Beauty is the quality present in a person, place or thing that gives intense and deep satisfaction to the mind. It is an individually pleasing, graceful, charming and beautiful aspect. Beauty is something extraordinary –excellent of its kind. Beauty is alluring, and it’s fascinating what beauty can be; especially to others.
Emily Dickinson once wrote “Beauty is not caused. It is.” Which I believe means that beauty does not grow into the flower we see, but already is beautiful as a seed. Every year of my life I grew more convinced that beauty was impossible to achieve. How could one be so beautiful if countless flaws overlapped the creature? How could someone be so breathtaking, so perfect? That idea of beauty came from magazine covers and advertisements that were bombarded with images of unobtainable male and female perfection, ones published countlessly than any other generation in history; our generation.

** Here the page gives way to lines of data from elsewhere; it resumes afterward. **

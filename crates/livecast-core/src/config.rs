//! Process-wide configuration: signing secret and default debounce delay.

use std::time::Duration;

/// Default debounce window when none is configured.
const DEFAULT_DEBOUNCE: Duration = Duration::from_millis(500);

/// Suffix mixed into a derived signing key so the stream verifier never
/// shares a key verbatim with other consumers of the application secret.
const KEY_SUFFIX: &str = "livecast";

/// Configuration shared by the broadcaster, debouncer and verifier.
#[derive(Clone, Debug)]
pub struct Config {
    signing_key: String,
    debounce_delay: Duration,
}

impl Config {
    /// Create a config with an explicit signing key.
    pub fn new(signing_key: impl Into<String>) -> Self {
        Self {
            signing_key: signing_key.into(),
            debounce_delay: DEFAULT_DEBOUNCE,
        }
    }

    /// Create a config from the environment.
    ///
    /// Reads `LIVECAST_SIGNING_KEY` and, optionally, `LIVECAST_DEBOUNCE_MS`.
    /// When no key is set, one is derived from the application secret in
    /// `SECRET_KEY_BASE` suffixed with `"livecast"`.
    pub fn from_env() -> crate::LivecastResult<Self> {
        let signing_key = match std::env::var("LIVECAST_SIGNING_KEY") {
            Ok(key) if !key.is_empty() => key,
            _ => Self::derived_key()?,
        };

        let mut config = Self::new(signing_key);
        if let Ok(ms) = std::env::var("LIVECAST_DEBOUNCE_MS") {
            let ms: u64 = ms
                .parse()
                .map_err(|_| crate::LivecastError::config("LIVECAST_DEBOUNCE_MS must be an integer"))?;
            config.debounce_delay = Duration::from_millis(ms);
        }
        Ok(config)
    }

    fn derived_key() -> crate::LivecastResult<String> {
        match std::env::var("SECRET_KEY_BASE") {
            Ok(base) if !base.is_empty() => Ok(format!("{base}{KEY_SUFFIX}")),
            _ => Err(crate::LivecastError::config(
                "no signing key: set LIVECAST_SIGNING_KEY or SECRET_KEY_BASE",
            )),
        }
    }

    /// Override the default debounce delay.
    pub fn with_debounce_delay(mut self, delay: Duration) -> Self {
        self.debounce_delay = delay;
        self
    }

    /// The secret used to sign and verify stream tokens.
    pub fn signing_key(&self) -> &str {
        &self.signing_key
    }

    /// Debounce window applied when a broadcast does not specify one.
    pub fn debounce_delay(&self) -> Duration {
        self.debounce_delay
    }
}

#[cfg(test)]
mod tests {
    use super::*;

    #[test]
    fn explicit_key_and_default_delay() {
        let config = Config::new("s3cret");
        assert_eq!(config.signing_key(), "s3cret");
        assert_eq!(config.debounce_delay(), Duration::from_millis(500));
    }

    #[test]
    fn delay_override() {
        let config = Config::new("k").with_debounce_delay(Duration::from_secs(2));
        assert_eq!(config.debounce_delay(), Duration::from_secs(2));
    }
}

The result: looking good is now a one-hundred-sixty-billion-dollars-a-year global industry, and in the United States we spend more money per year on beauty enhancements than we do on education. Beauty is sold to everyone and anyone. To whomever feels they must meet the standards to be beautiful and attractive in fear of being a worthless nobody, and let’s face it, no one wants to feel worthless.
So when these girls began to see six foot models the size of tooth picks, they began to starve themselves. When the star from some teen flick was photographed holding hands with some blonde chick from England, half the girls in my seventh grade class dyed their hair with bleach. Last year, I saw this girl reject a boy because he was fat and he worked very hard all summer to lose weight because he felt like he needed it to be accepted by some girl that looked nothing close to perfect. Even when the guys or girls in the locker room walk around naked you tend to feel insecure because, well you just do. Eventually we laugh it off, but deep inside we feel so disgusted to be in our own imperfect bodies. Actually, I have also felt that way, unattractive and ugly.
However, it doesn't make sense to call ourselves ugly because in all honesty, if you really think about it, we don't really see ourselves. We don't watch ourselves sleeping in bed curled up and silent with our chests rising and falling when we inhale then exhale. We can't see ourselves reading a book, eyes fluttering and glowing. You don't see yourself looking at someone with care inside of your heart. There is no mirror in your way when you're laughing and smiling and all of that joy is bursting out of you. You would know exactly how bright and beautiful you are if you saw yourself in the moments where you were truly beautiful, in someone else's eyes.
Till this day I haven’t found the true meaning of beauty, but I know it’s not the sex appeal that the media carelessly throws at us. To some, beauty is the birth of their new born child, the roses blooming in the spring in their garden, when a deaf woman hears sound for the first time thanks to modern science, and unfortunately, to some, beauty is lust, vanity and greed. Nevertheless, the real question hasn’t been answered. What do I think beauty is?
Real beauty is inside. It doesn’t matter what you look like –being skinny or flawless is not beauty. What we say and what we do is what defines us. The cover of the magazine might be eye catching and pretty, but if you open up the pages it’s just a punch of different personalities –writers, models and people of every kind. You are not a magazine, you are a person with only one personality that no one will ever have because it’s yours and that is beautiful. It is pleasing, graceful, charming and a beautiful aspect.


The author's comments:
This is a speech I gave to a room of graduating seniors at my high school.